PROMO-GRANATE | Marseille, France | Unit 21 | 2016
Awarded Distinction for Design
When tracing the origin of Heroin you will almost inevitably find that Afghanistan is the source. Afghanistan’s economy is highly dependent on opium farming, which has funded the insurgents fighting NATO forces and corrupted the government. Foreign countries like the U.S. and UK have promoted pomegranate farming to replace the opium fields. However, a pomegranate factory in Afghanistan could not sustain itself due to the instability of political issues and lack of government infrastructure. Therefore, the project seeks to utilise Marseille’s port city location and assist the pomegranate trade the same way it did the opium trade in the French Connection. It is seen as an opportunity to change the image of Marseille as a drug city.
In the design project, the nature of different boundaries is explored, which are associated with different elements of the urban park. The ‘boundaries’ act as an architectural element in different parts of the park such that not only is the border a mark to a park region but also aims to respond spatially and calibrate the value of the pomegranate products and farming situation in Afghanistan. The scheme also rethinks the ways of access, separation and experience that each could provide in order to draw awareness to the political issues.

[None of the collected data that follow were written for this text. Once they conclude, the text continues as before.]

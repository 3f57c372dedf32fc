use project_catalog::catalog::aggregate::{
    ChildrenRequest, KindSelection, catalog_children, children, children_of_kinds,
};
use project_catalog::catalog::fetch::{self, ChildSource};
use project_catalog::catalog::kind::{Kind, KindSet, kinds_from_tokens, matching_kinds};
use project_catalog::catalog::load::{
    CatalogRows, EmbankmentRow, LockRow, OutletRow, TurbineRow, load_rows,
};
use project_catalog::catalog::model::{CwmsId, ProjectChildren};
use project_catalog::core::broker::read_audit_log;
use project_catalog::core::config::CatalogConfig;
use project_catalog::core::db;
use project_catalog::core::error::CatalogError;
use project_catalog::core::store::Store;
use rusqlite::Connection;
use std::collections::HashSet;
use tempfile::{TempDir, tempdir};

fn embankment(office: &str, id: &str, project: &str, unit_system: &str) -> EmbankmentRow {
    EmbankmentRow {
        office_id: office.to_string(),
        embankment_location_id: id.to_string(),
        project_id: project.to_string(),
        unit_system: unit_system.to_string(),
        structure_type: Some("Earthfill".to_string()),
    }
}

fn lock(office: &str, id: &str, project: &str) -> LockRow {
    LockRow {
        db_office_id: office.to_string(),
        lock_id: id.to_string(),
        project_id: project.to_string(),
        lock_width: Some(26.0),
        lock_length: Some(183.0),
    }
}

fn outlet(office: &str, id: &str, project: &str, en: Option<&str>, si: Option<&str>) -> OutletRow {
    OutletRow {
        office_id: office.to_string(),
        outlet_id: id.to_string(),
        project_id: project.to_string(),
        rating_group_id: None,
        opening_unit_en: en.map(str::to_string),
        opening_unit_si: si.map(str::to_string),
    }
}

fn turbine(office: &str, id: &str, project: &str) -> TurbineRow {
    TurbineRow {
        office_id: office.to_string(),
        turbine_id: id.to_string(),
        project_id: project.to_string(),
        turbine_capacity: Some(40.0),
    }
}

fn seeded_store(rows: &CatalogRows) -> (TempDir, Store) {
    let tmp = tempdir().expect("tempdir");
    let store = Store::new(tmp.path().join(".catalog"), CatalogConfig::default());
    db::initialize_catalog_db(&store).expect("init catalog db");
    load_rows(&store, rows).expect("load rows");
    (tmp, store)
}

fn connect(store: &Store) -> Connection {
    db::db_connect(
        &db::catalog_db_path(store).to_string_lossy(),
        store.config.busy_timeout(),
    )
    .expect("connect")
}

fn ids(office: &str, names: &[&str]) -> Option<Vec<CwmsId>> {
    Some(names.iter().map(|n| CwmsId::new(office, *n)).collect())
}

fn project_names(result: &[ProjectChildren]) -> Vec<&str> {
    result.iter().map(|p| p.project.name.as_str()).collect()
}

/// A mixed dataset over two offices with duplicates and non-gate outlets.
fn mixed_rows() -> CatalogRows {
    CatalogRows {
        embankments: vec![
            embankment("SPK", "E1", "DAM2", "SI"),
            embankment("SPK", "E1", "DAM2", "EN"),
            embankment("SPK", "E2", "DAM3", "SI"),
            embankment("SWT", "E9", "KEYSTONE", "SI"),
        ],
        locks: vec![
            lock("SPK", "L1", "DAM1"),
            lock("SPK", "L1", "DAM1"),
            lock("SPK", "L2", "DAM3"),
        ],
        outlets: vec![
            outlet("SPK", "O2", "DAM1", None, None),
            outlet("SPK", "O1", "DAM1", Some("ft"), None),
            outlet("SPK", "O3", "DAM3", None, Some("m")),
            outlet("SPK", "O4", "ZETA", Some("ft"), Some("m")),
        ],
        turbines: vec![turbine("SPK", "T1", "DAM3"), turbine("SWT", "T9", "KEYSTONE")],
    }
}

#[test]
fn scenario_locks_outlets_and_embankments() {
    let rows = CatalogRows {
        embankments: vec![embankment("SPK", "E1", "DAM2", "SI")],
        locks: vec![lock("SPK", "L1", "DAM1")],
        outlets: vec![outlet("SPK", "O1", "DAM1", None, None)],
        ..CatalogRows::default()
    };
    let (_tmp, store) = seeded_store(&rows);
    let conn = connect(&store);

    let kinds = kinds_from_tokens(["LOCK", "OUTLET", "EMBANKMENT"]);
    let result = children_of_kinds(&conn, "SPK", None, &kinds).unwrap();

    // EMBANKMENT is read first, so DAM2 takes the first slot.
    assert_eq!(
        result,
        vec![
            ProjectChildren {
                project: CwmsId::new("SPK", "DAM2"),
                embankments: ids("SPK", &["E1"]),
                locks: None,
                outlets: None,
                turbines: None,
                gates: None,
            },
            ProjectChildren {
                project: CwmsId::new("SPK", "DAM1"),
                embankments: None,
                locks: ids("SPK", &["L1"]),
                outlets: ids("SPK", &["O1"]),
                turbines: None,
                gates: None,
            },
        ]
    );
}

#[test]
fn project_first_seen_in_later_kind_sorts_after_earlier_kinds() {
    let rows = CatalogRows {
        locks: vec![lock("SPK", "L1", "ZULU")],
        outlets: vec![outlet("SPK", "O1", "ALPHA", Some("ft"), None)],
        ..CatalogRows::default()
    };
    let (_tmp, store) = seeded_store(&rows);
    let conn = connect(&store);

    let result = children(&conn, "SPK", None, None).unwrap();
    assert_eq!(project_names(&result), vec!["ZULU", "ALPHA"]);
    assert_eq!(result[1].outlets, ids("SPK", &["O1"]));
    assert_eq!(result[1].gates, ids("SPK", &["O1"]));
}

#[test]
fn gate_detected_from_either_opening_unit() {
    let (_tmp, store) = seeded_store(&mixed_rows());
    let conn = connect(&store);

    let gates = fetch::fetch_gates(&conn, "SPK", None).unwrap();
    assert_eq!(gates.get("DAM1"), Some(&vec![CwmsId::new("SPK", "O1")]));
    assert_eq!(gates.get("DAM3"), Some(&vec![CwmsId::new("SPK", "O3")]));
    assert_eq!(gates.get("ZETA"), Some(&vec![CwmsId::new("SPK", "O4")]));

    // O2 has no opening unit: an outlet, not a gate.
    let outlets = fetch::fetch_outlets(&conn, "SPK", None).unwrap();
    assert_eq!(outlets.get("DAM1"), ids("SPK", &["O1", "O2"]).as_ref());
}

#[test]
fn embankment_reads_reference_unit_system_only() {
    let (_tmp, store) = seeded_store(&mixed_rows());
    let conn = connect(&store);

    let embankments = fetch::fetch_embankments(&conn, "SPK", None).unwrap();
    assert_eq!(embankments.get("DAM2"), Some(&vec![CwmsId::new("SPK", "E1")]));

    let rows = CatalogRows {
        embankments: vec![embankment("SPK", "E5", "DAM5", "EN")],
        ..CatalogRows::default()
    };
    let (_tmp2, en_only) = seeded_store(&rows);
    let en_conn = connect(&en_only);
    assert!(fetch::fetch_embankments(&en_conn, "SPK", None).unwrap().is_empty());
}

#[test]
fn duplicate_source_rows_yield_one_identifier() {
    let (_tmp, store) = seeded_store(&mixed_rows());
    let conn = connect(&store);

    let locks = fetch::fetch_locks(&conn, "SPK", None).unwrap();
    assert_eq!(locks.get("DAM1"), Some(&vec![CwmsId::new("SPK", "L1")]));
}

#[test]
fn fetcher_orders_by_project_then_child() {
    let (_tmp, store) = seeded_store(&mixed_rows());
    let conn = connect(&store);

    let outlets = fetch::fetch_outlets(&conn, "SPK", None).unwrap();
    let projects: Vec<&str> = outlets.keys().map(String::as_str).collect();
    assert_eq!(projects, vec!["DAM1", "DAM3", "ZETA"]);
    assert_eq!(outlets["DAM1"], vec![CwmsId::new("SPK", "O1"), CwmsId::new("SPK", "O2")]);
}

#[test]
fn fetcher_with_no_rows_returns_empty_map() {
    let (_tmp, store) = seeded_store(&mixed_rows());
    let conn = connect(&store);

    for kind in Kind::ALL {
        let set = conn.children_of_kind(kind, "NWK", None).unwrap();
        assert!(set.is_empty(), "{} should be empty for NWK", kind);
    }
}

#[test]
fn office_is_an_exact_match() {
    let (_tmp, store) = seeded_store(&mixed_rows());
    let conn = connect(&store);

    let swt = children(&conn, "SWT", None, None).unwrap();
    assert_eq!(project_names(&swt), vec!["KEYSTONE"]);
    assert_eq!(swt[0].project.office_id, "SWT");
    assert_eq!(swt[0].turbines, ids("SWT", &["T9"]));

    assert!(children(&conn, "S.T", None, None).unwrap().is_empty());
    assert!(children(&conn, "swt", None, None).unwrap().is_empty());
}

#[test]
fn project_pattern_is_case_insensitive_search() {
    let (_tmp, store) = seeded_store(&mixed_rows());
    let conn = connect(&store);

    let result = children(&conn, "SPK", Some("dam"), None).unwrap();
    assert!(project_names(&result).iter().all(|n| n.starts_with("DAM")));
    assert!(!project_names(&result).contains(&"ZETA"));

    let anchored = children(&conn, "SPK", Some("^dam3$"), None).unwrap();
    assert_eq!(project_names(&anchored), vec!["DAM3"]);
}

#[test]
fn absent_project_pattern_equals_match_all() {
    let (_tmp, store) = seeded_store(&mixed_rows());
    let conn = connect(&store);

    let unfiltered = children(&conn, "SPK", None, None).unwrap();
    let match_all = children(&conn, "SPK", Some(".*"), None).unwrap();
    assert_eq!(unfiltered, match_all);
    assert!(!unfiltered.is_empty());
}

#[test]
fn empty_kind_set_yields_empty_result() {
    let (_tmp, store) = seeded_store(&mixed_rows());
    let conn = connect(&store);

    assert!(children_of_kinds(&conn, "SPK", None, &KindSet::default()).unwrap().is_empty());
    assert!(children(&conn, "SPK", None, Some("^spillway$")).unwrap().is_empty());
    assert!(children(&conn, "SPK", None, Some("[bad")).unwrap().is_empty());
}

#[test]
fn no_duplicate_projects_and_no_empty_lists() {
    let (_tmp, store) = seeded_store(&mixed_rows());
    let conn = connect(&store);

    let result = children(&conn, "SPK", None, None).unwrap();
    let mut seen = HashSet::new();
    for project in &result {
        assert!(seen.insert(project.project.clone()), "duplicate {}", project.project);
        for kind in Kind::ALL {
            if let Some(list) = project.children(kind) {
                assert!(!list.is_empty());
            }
        }
    }

    let dam3 = result.iter().find(|p| p.project.name == "DAM3").unwrap();
    assert_eq!(
        dam3.present_kinds(),
        vec![Kind::Embankment, Kind::Lock, Kind::Outlet, Kind::Turbine, Kind::Gate]
    );
}

#[test]
fn aggregation_is_idempotent() {
    let (_tmp, store) = seeded_store(&mixed_rows());
    let conn = connect(&store);

    let first = children(&conn, "SPK", Some("a"), Some("lock|outlet|gate")).unwrap();
    let second = children(&conn, "SPK", Some("a"), Some("lock|outlet|gate")).unwrap();
    assert_eq!(first, second);
}

#[test]
fn kind_pattern_restricts_fields() {
    let (_tmp, store) = seeded_store(&mixed_rows());
    let conn = connect(&store);

    let result = children(&conn, "SPK", None, Some("^turbine$")).unwrap();
    assert_eq!(project_names(&result), vec!["DAM3"]);
    assert_eq!(result[0].present_kinds(), vec![Kind::Turbine]);
    assert_eq!(matching_kinds(Some("^turbine$")).len(), 1);
}

#[test]
fn malformed_project_pattern_fails_whole_call() {
    let (_tmp, store) = seeded_store(&mixed_rows());
    let conn = connect(&store);

    let err = children(&conn, "SPK", Some("(unclosed"), None).unwrap_err();
    assert!(matches!(err, CatalogError::RusqliteError(_)));
}

#[test]
fn catalog_children_runs_through_broker() {
    let (_tmp, store) = seeded_store(&mixed_rows());

    let request = ChildrenRequest {
        office: "SPK".to_string(),
        project_like: Some("dam1".to_string()),
        kinds: KindSelection::Pattern("lock|gate".to_string()),
    };
    let result = catalog_children(&store, &request).unwrap();
    assert_eq!(project_names(&result), vec!["DAM1"]);
    assert_eq!(result[0].locks, ids("SPK", &["L1"]));
    assert_eq!(result[0].gates, ids("SPK", &["O1"]));
    assert_eq!(result[0].outlets, None);

    let events = read_audit_log(&store).unwrap();
    let last = events.last().expect("audit event");
    assert_eq!(last.op, "catalog.children");
    assert_eq!(last.status, "success");
}

#[test]
fn catalog_children_requires_office() {
    let (_tmp, store) = seeded_store(&CatalogRows::default());
    let request = ChildrenRequest {
        office: "  ".to_string(),
        ..ChildrenRequest::default()
    };
    let err = catalog_children(&store, &request).unwrap_err();
    assert!(matches!(err, CatalogError::ValidationError(_)));
}

#[test]
fn json_output_uses_catalog_field_names() {
    let (_tmp, store) = seeded_store(&mixed_rows());
    let conn = connect(&store);

    let result = children(&conn, "SPK", Some("^dam2$"), None).unwrap();
    let json = serde_json::to_value(&result).unwrap();
    assert_eq!(
        json,
        serde_json::json!([{
            "project": {"office-id": "SPK", "name": "DAM2"},
            "embankments": [{"office-id": "SPK", "name": "E1"}]
        }])
    );
}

The proposal aims to act as a calibrator where the ‘boundaries’ mediate between park facilities and pomegranate production lines. These three elements merge to form the architecture. The idea is to reveal the political issues in Afghanistan and address a moralistic statement to the public—that is, the privilege of enjoying the public facilities is exchanged for the constant fight of replacing opium farming. The overall scheme is explored as a system with a series of boundaries. The superimposition of the architectural interventions of boundaries and urban park facilities of the proposals is dictated by the implied market value of pomegranate. The operation of the artificial boundary is closely linked to the pomegranate supply and production. The idea of placing pomegranate production lines as boundaries between park facilities reflects the quantitative data of supply and production. It defines the enclosure and distinction as a traditional architectural form to secure and defend.
It is intentionally positioned in a way that the market value of pomegranate products is registered by the visitors while crossing. Here, an inevitable hierarchy in the park facilities determines the value of pomegranate products, which is reflected in the compositional order, ingress route and amount of boundaries visitors have to cross.